5. The attorney-client privilege covers verbal statements, documents and tangible objects conveyed by the client to an attorney in confidence for the purpose of legal advice. Further the privilege applies to both oral and written confidential communications, either originating from the client or from the lawyer in response to a client’s inquiries. Upjohn Company v. United States, 449 U.S. at 389; Haines v. Liggett Group, 975 F. 2d 81, 90 (3d Cir. 1992);

6. Communications with an attorney for purposes such as business, which do not relate directly to the rendering of legal advice, may not constitute confidential communications. United States v. Abrahams, 905 F. 2d 1276, 1283 (9th Cir. 1990); In re Kidder Peabody Securities Litigation, 168 F.R.D. 459, 462 (S.D. N.Y. 1996). Courts have held that communications outside the privilege include communications to third parties as part of business transactions, legal advice rendered for tax opinions which were ultimately used for tax returns, opinions used to solicit investors, and when legal advice was used in private placement memorandum. United States v. Bernard, 877 F. 2d 1463, 1465 (10th Cir. 1989); United States v. Cote, 456 F. 2d 142, 144 (8th Cir. 1972).

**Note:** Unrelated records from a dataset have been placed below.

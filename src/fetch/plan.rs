//! Date-range chunking and interval parsing for metric requests.

use crate::error::{MetricsError, Result};
use chrono::{Days, Duration, NaiveDate};
use std::fmt;

/// An inclusive calendar-day range covered by one request.
#[derive(Debug, Clone, Copy, PartialEq, Eq)]
pub struct DateChunk {
    pub start: NaiveDate,
    pub end: NaiveDate,
}

impl DateChunk {
    /// Number of days covered, both ends included.
    pub fn days(&self) -> i64 {
        (self.end - self.start).num_days() + 1
    }
}

impl fmt::Display for DateChunk {
    fn fmt(&self, f: &mut fmt::Formatter<'_>) -> fmt::Result {
        write!(f, "{}..{}", self.start, self.end)
    }
}

/// Split `[start, end]` into consecutive chunks of at most `chunk_days` days.
///
/// Chunks are returned in chronological order, never overlap, and together
/// cover every day of the range. The last chunk is clipped at `end`.
pub fn plan_chunks(start: NaiveDate, end: NaiveDate, chunk_days: u32) -> Result<Vec<DateChunk>> {
    if chunk_days == 0 {
        return Err(MetricsError::InvalidParameter(
            "chunk_days must be positive".to_string(),
        ));
    }
    if start > end {
        return Err(MetricsError::InvalidParameter(format!(
            "start date {} is after end date {}",
            start, end
        )));
    }

    let mut chunks = Vec::new();
    let mut cursor = start;

    loop {
        let chunk_end = cursor
            .checked_add_days(Days::new(u64::from(chunk_days - 1)))
            .map_or(end, |d| d.min(end));
        chunks.push(DateChunk {
            start: cursor,
            end: chunk_end,
        });

        if chunk_end >= end {
            break;
        }
        match chunk_end.succ_opt() {
            Some(next) => cursor = next,
            None => break,
        }
    }

    Ok(chunks)
}

/// Parse a `YYYY-MM-DD` date.
pub fn parse_date(s: &str) -> Result<NaiveDate> {
    NaiveDate::parse_from_str(s, "%Y-%m-%d")
        .map_err(|e| MetricsError::InvalidParameter(format!("invalid date '{}': {}", s, e)))
}

/// Parse a sampling interval such as `5m`, `1h`, `1d` or `1w`.
pub fn parse_interval(s: &str) -> Result<Duration> {
    let s = s.trim();
    let invalid = || MetricsError::InvalidParameter(format!("invalid interval '{}'", s));

    let split = s.find(|c: char| !c.is_ascii_digit()).ok_or_else(invalid)?;
    let (amount, unit) = s.split_at(split);
    let amount: i64 = amount.parse().map_err(|_| invalid())?;
    if amount <= 0 {
        return Err(invalid());
    }

    let step = match unit {
        "s" => Duration::try_seconds(amount),
        "m" => Duration::try_minutes(amount),
        "h" => Duration::try_hours(amount),
        "d" => Duration::try_days(amount),
        "w" => Duration::try_weeks(amount),
        _ => None,
    };
    step.ok_or_else(invalid)
}
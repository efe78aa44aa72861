//! Chunked retrieval of metric series from an external provider.
//!
//! Metric APIs cap the size of a single request, so a long date range is
//! split into consecutive chunks (120 days by default), requested in order,
//! and concatenated into one chronological [`TimeSeries`](crate::core::TimeSeries).
//! The transport is left to a [`MetricSource`] implementation.

mod fetcher;
mod plan;

pub use fetcher::{MetricFetcher, MetricQuery, MetricSource};
pub use plan::{parse_date, parse_interval, plan_chunks, DateChunk};
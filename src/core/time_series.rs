//! TimeSeries data structure for timestamped metric values.

use crate::error::{MetricsError, Result};
use chrono::{DateTime, Duration, Utc};
use std::collections::HashMap;

/// A univariate metric series with strictly increasing timestamps.
///
/// Missing observations are stored as `None`. NaN values handed to any
/// constructor are normalized to `None`, so a stored `Some(v)` is never NaN.
#[derive(Debug, Clone, PartialEq)]
pub struct TimeSeries {
    timestamps: Vec<DateTime<Utc>>,
    values: Vec<Option<f64>>,
    name: Option<String>,
    metadata: HashMap<String, String>,
    frequency: Option<Duration>,
}

/// Builder for constructing TimeSeries.
#[derive(Debug, Clone, Default)]
pub struct TimeSeriesBuilder {
    timestamps: Vec<DateTime<Utc>>,
    values: Vec<Option<f64>>,
    name: Option<String>,
    metadata: HashMap<String, String>,
    frequency: Option<Duration>,
}

impl TimeSeriesBuilder {
    pub fn new() -> Self {
        Self::default()
    }

    pub fn timestamps(mut self, timestamps: Vec<DateTime<Utc>>) -> Self {
        self.timestamps = timestamps;
        self
    }

    /// Set values with explicit missing markers.
    pub fn values(mut self, values: Vec<Option<f64>>) -> Self {
        self.values = values;
        self
    }

    /// Set values from a raw buffer, treating NaN as missing.
    pub fn values_f64(mut self, values: &[f64]) -> Self {
        self.values = values.iter().map(|&v| nan_to_none(v)).collect();
        self
    }

    pub fn name(mut self, name: impl Into<String>) -> Self {
        self.name = Some(name.into());
        self
    }

    pub fn metadata(mut self, key: impl Into<String>, value: impl Into<String>) -> Self {
        self.metadata.insert(key.into(), value.into());
        self
    }

    pub fn frequency(mut self, freq: Duration) -> Self {
        self.frequency = Some(freq);
        self
    }

    pub fn build(self) -> Result<TimeSeries> {
        let mut ts = TimeSeries::new(self.timestamps, self.values)?;
        if let Some(freq) = self.frequency {
            ts.set_frequency(freq)?;
        }
        ts.name = self.name;
        ts.metadata = self.metadata;
        Ok(ts)
    }
}

impl TimeSeries {
    /// Create a series from timestamps and optional values.
    pub fn new(timestamps: Vec<DateTime<Utc>>, values: Vec<Option<f64>>) -> Result<Self> {
        if values.len() != timestamps.len() {
            return Err(MetricsError::DimensionMismatch {
                expected: timestamps.len(),
                got: values.len(),
            });
        }

        validate_increasing(&timestamps)?;

        let values = values
            .into_iter()
            .map(|v| v.and_then(nan_to_none))
            .collect();

        Ok(Self {
            timestamps,
            values,
            name: None,
            metadata: HashMap::new(),
            frequency: None,
        })
    }

    /// Create a series from a raw buffer where NaN marks a missing value.
    pub fn from_f64(timestamps: Vec<DateTime<Utc>>, values: &[f64]) -> Result<Self> {
        Self::new(timestamps, values.iter().map(|&v| nan_to_none(v)).collect())
    }

    /// Create an empty series.
    pub fn empty() -> Self {
        Self {
            timestamps: Vec::new(),
            values: Vec::new(),
            name: None,
            metadata: HashMap::new(),
            frequency: None,
        }
    }

    /// Get the number of observations.
    pub fn len(&self) -> usize {
        self.timestamps.len()
    }

    /// Check if the series is empty.
    pub fn is_empty(&self) -> bool {
        self.timestamps.is_empty()
    }

    pub fn timestamps(&self) -> &[DateTime<Utc>] {
        &self.timestamps
    }

    pub fn values(&self) -> &[Option<f64>] {
        &self.values
    }

    /// Values as a raw buffer with NaN in place of missing observations.
    pub fn to_f64(&self) -> Vec<f64> {
        self.values.iter().map(|v| v.unwrap_or(f64::NAN)).collect()
    }

    /// Iterate over `(timestamp, value)` pairs.
    pub fn iter(&self) -> impl Iterator<Item = (DateTime<Utc>, Option<f64>)> + '_ {
        self.timestamps
            .iter()
            .copied()
            .zip(self.values.iter().copied())
    }

    /// Number of missing observations.
    pub fn missing_count(&self) -> usize {
        self.values.iter().filter(|v| v.is_none()).count()
    }

    /// Smallest and largest non-missing value, if any.
    pub fn value_range(&self) -> Option<(f64, f64)> {
        self.values.iter().flatten().fold(None, |acc, &v| match acc {
            None => Some((v, v)),
            Some((lo, hi)) => Some((lo.min(v), hi.max(v))),
        })
    }

    pub fn name(&self) -> Option<&str> {
        self.name.as_deref()
    }

    pub fn set_name(&mut self, name: impl Into<String>) {
        self.name = Some(name.into());
    }

    pub fn metadata(&self) -> &HashMap<String, String> {
        &self.metadata
    }

    pub fn set_metadata(&mut self, key: impl Into<String>, value: impl Into<String>) {
        self.metadata.insert(key.into(), value.into());
    }

    /// Known sampling interval, if any.
    pub fn frequency(&self) -> Option<Duration> {
        self.frequency
    }

    /// Declare a fixed sampling interval. Must be positive.
    pub fn set_frequency(&mut self, freq: Duration) -> Result<()> {
        if freq <= Duration::zero() {
            return Err(MetricsError::InvalidParameter(
                "frequency must be positive".to_string(),
            ));
        }
        self.frequency = Some(freq);
        Ok(())
    }

    pub fn clear_frequency(&mut self) {
        self.frequency = None;
    }

    /// A series with the same index, name and frequency but new values.
    pub fn with_values(&self, values: Vec<Option<f64>>) -> Result<TimeSeries> {
        if values.len() != self.len() {
            return Err(MetricsError::DimensionMismatch {
                expected: self.len(),
                got: values.len(),
            });
        }

        Ok(TimeSeries {
            timestamps: self.timestamps.clone(),
            values: values.into_iter().map(|v| v.and_then(nan_to_none)).collect(),
            name: self.name.clone(),
            metadata: self.metadata.clone(),
            frequency: self.frequency,
        })
    }

    /// Extract a slice of the time series.
    pub fn slice(&self, start: usize, end: usize) -> Result<TimeSeries> {
        if start > end {
            return Err(MetricsError::InvalidParameter(
                "start must be <= end".to_string(),
            ));
        }
        if end > self.len() {
            return Err(MetricsError::InvalidParameter(format!(
                "slice end {} exceeds length {}",
                end,
                self.len()
            )));
        }

        Ok(TimeSeries {
            timestamps: self.timestamps[start..end].to_vec(),
            values: self.values[start..end].to_vec(),
            name: self.name.clone(),
            metadata: self.metadata.clone(),
            frequency: self.frequency,
        })
    }

    /// Append a later series onto this one.
    ///
    /// The first appended timestamp must be strictly after the last existing one.
    pub fn append(&mut self, other: TimeSeries) -> Result<()> {
        if let (Some(last), Some(first)) = (self.timestamps.last(), other.timestamps.first()) {
            if first <= last {
                return Err(MetricsError::TimestampError(format!(
                    "appended series starts at {} which is not after {}",
                    first, last
                )));
            }
        }

        self.timestamps.extend(other.timestamps);
        self.values.extend(other.values);
        Ok(())
    }

    /// Check that every gap between consecutive timestamps equals `step`.
    pub fn is_regular(&self, step: Duration) -> bool {
        self.timestamps.windows(2).all(|w| w[1] - w[0] == step)
    }

    /// Infer frequency from the modal timestamp spacing.
    ///
    /// `tolerance` is the minimum share of gaps that must equal the mode.
    pub fn infer_frequency(&self, tolerance: f64) -> Result<Duration> {
        if self.len() < 2 {
            return Err(MetricsError::InsufficientData {
                needed: 2,
                got: self.len(),
            });
        }

        let mut counts: HashMap<i64, usize> = HashMap::new();
        for w in self.timestamps.windows(2) {
            *counts.entry((w[1] - w[0]).num_seconds()).or_insert(0) += 1;
        }

        // Ties resolve to the smaller spacing.
        let (modal_diff, modal_count) = counts
            .iter()
            .max_by(|a, b| a.1.cmp(b.1).then(b.0.cmp(a.0)))
            .map(|(&diff, &count)| (diff, count))
            .ok_or(MetricsError::FrequencyInference(
                "empty spacing data".to_string(),
            ))?;

        let total_count = self.len() - 1;
        let modal_ratio = modal_count as f64 / total_count as f64;

        if modal_ratio < tolerance {
            return Err(MetricsError::FrequencyInference(
                "no unique modal spacing found".to_string(),
            ));
        }

        Ok(Duration::seconds(modal_diff))
    }

    /// Declare the sampling interval from the timestamps.
    ///
    /// Only succeeds when every gap equals the modal spacing. A series with
    /// any irregular gap keeps no frequency, so positional shifts are never
    /// applied to it.
    pub fn set_frequency_from_timestamps(&mut self) -> Result<()> {
        let freq = self.infer_frequency(0.5)?;
        if !self.is_regular(freq) {
            return Err(MetricsError::FrequencyInference(format!(
                "spacing is not uniformly {}",
                freq
            )));
        }
        self.set_frequency(freq)
    }
}

fn validate_increasing(timestamps: &[DateTime<Utc>]) -> Result<()> {
    for w in timestamps.windows(2) {
        if w[1] <= w[0] {
            return Err(MetricsError::TimestampError(
                "timestamps must be strictly increasing".to_string(),
            ));
        }
    }
    Ok(())
}

fn nan_to_none(v: f64) -> Option<f64> {
    if v.is_nan() {
        None
    } else {
        Some(v)
    }
}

C. CONFIDENTIALITY AND WAIVER OF THE PRIVILEGE

1. The primary requirement of the attorney-client privilege is confidentiality of communications. Thus the existence of an attorney-client relationship does not, in and of itself, create a presumption of confidentiality. The client must intend that the communication with the attorney remain confidential. If the client intended that the information be published or imparted to others, the privilege will not apply. In re Grand Jury Proceedings, 727 F. 2d 1352, 1355 (4th Cir. 1984). However, advocacy on the behalf of a client does not waive the confidentiality of a legal position to a third party. Natta v. Hogan, 322 F. 2d 686, 692 (10th Cir. 1968); Solomon v. Scientific American, Inc., 125 F.R.D. 34, 38 (S.D. N.Y. 1988).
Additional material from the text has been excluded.